> _Records for the exercise_:
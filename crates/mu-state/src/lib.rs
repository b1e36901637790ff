mod sink;
mod stats;

pub use sink::{BotEvent, EventSink, RuntimeState, LOG_RING_CAP};
pub use stats::{format_title, parse_title, CharacterStats};

use serde::{Deserialize, Serialize};

/// Operator-facing log severity.
#[derive(Debug, Clone, Copy, PartialEq, Eq, Serialize, Deserialize)]
pub enum LogLevel {
    Info,
    Important,
    Attention,
}

/// One entry of the operator-facing log ring. Created once, never mutated.
#[derive(Debug, Clone, Serialize, Deserialize)]
pub struct LogEntry {
    pub message: String,
    pub level: LogLevel,
}

impl LogEntry {
    pub fn info(message: impl Into<String>) -> Self {
        Self {
            message: message.into(),
            level: LogLevel::Info,
        }
    }

    pub fn important(message: impl Into<String>) -> Self {
        Self {
            message: message.into(),
            level: LogLevel::Important,
        }
    }

    pub fn attention(message: impl Into<String>) -> Self {
        Self {
            message: message.into(),
            level: LogLevel::Attention,
        }
    }
}
use std::sync::Arc;

use crate::{BotInputTracker, WindowSystem};

/// Decides whether it is safe to act on the shared input devices.
///
/// The bot yields to the human operator: it acts only once the system-wide
/// human idle time passes a threshold. The bot's own injected input resets
/// the system idle counter too, so input injected within a short grace
/// window also counts as "safe"; otherwise the bot would wait on itself.
pub struct IdleGate {
    system: Arc<dyn WindowSystem>,
    tracker: Arc<BotInputTracker>,
    idle_threshold_ms: u64,
    bot_grace_ms: u64,
}

impl IdleGate {
    pub fn new(
        system: Arc<dyn WindowSystem>,
        tracker: Arc<BotInputTracker>,
        idle_threshold_ms: u64,
        bot_grace_ms: u64,
    ) -> Self {
        Self {
            system,
            tracker,
            idle_threshold_ms,
            bot_grace_ms,
        }
    }

    pub fn idle_threshold_ms(&self) -> u64 {
        self.idle_threshold_ms
    }

    pub fn ready(&self) -> bool {
        self.system.user_idle_millis() >= self.idle_threshold_ms
            || self.tracker.is_recent(self.bot_grace_ms)
    }
}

> _What to produce_:
The answer must be every line of the data that holds the word "struct".

> _Answer to the exercise_:
pub struct LogEntry {
pub struct IdleGate {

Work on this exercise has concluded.